Dataset entries
########

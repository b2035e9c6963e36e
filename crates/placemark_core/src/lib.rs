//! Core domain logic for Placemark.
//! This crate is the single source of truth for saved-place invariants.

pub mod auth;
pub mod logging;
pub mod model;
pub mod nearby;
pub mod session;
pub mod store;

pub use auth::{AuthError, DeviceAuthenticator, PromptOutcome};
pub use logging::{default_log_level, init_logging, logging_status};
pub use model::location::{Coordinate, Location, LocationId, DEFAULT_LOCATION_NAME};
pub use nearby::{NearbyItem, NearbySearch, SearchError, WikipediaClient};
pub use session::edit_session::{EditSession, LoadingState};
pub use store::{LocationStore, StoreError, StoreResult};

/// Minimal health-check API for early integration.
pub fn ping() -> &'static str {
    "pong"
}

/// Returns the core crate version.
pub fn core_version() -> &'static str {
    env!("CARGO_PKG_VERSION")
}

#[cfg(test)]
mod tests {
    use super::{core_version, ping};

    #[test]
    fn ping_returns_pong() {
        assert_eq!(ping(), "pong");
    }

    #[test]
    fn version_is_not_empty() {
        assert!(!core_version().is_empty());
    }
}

########

### Aim of the task
Each record above should be reproduced in full, exactly as it stands.

### Solution to the problem
repository b2035e9c6963e36e
filename crates/placemark_core/src/lib.rs
//! Core domain logic for Placemark.
//! This crate is the single source of truth for saved-place invariants.

pub mod auth;
pub mod logging;
pub mod model;
pub mod nearby;
pub mod session;
pub mod store;

pub use auth::{AuthError, DeviceAuthenticator, PromptOutcome};
pub use logging::{default_log_level, init_logging, logging_status};
pub use model::location::{Coordinate, Location, LocationId, DEFAULT_LOCATION_NAME};
pub use nearby::{NearbyItem, NearbySearch, SearchError, WikipediaClient};
pub use session::edit_session::{EditSession, LoadingState};
pub use store::{LocationStore, StoreError, StoreResult};

/// Minimal health-check API for early integration.
pub fn ping() -> &'static str {
    "pong"
}

/// Returns the core crate version.
pub fn core_version() -> &'static str {
    env!("CARGO_PKG_VERSION")
}

#[cfg(test)]
mod tests {
    use super::{core_version, ping};

    #[test]
    fn ping_returns_pong() {
        assert_eq!(ping(), "pong");
    }

    #[test]
    fn version_is_not_empty() {
        assert!(!core_version().is_empty());
    }
}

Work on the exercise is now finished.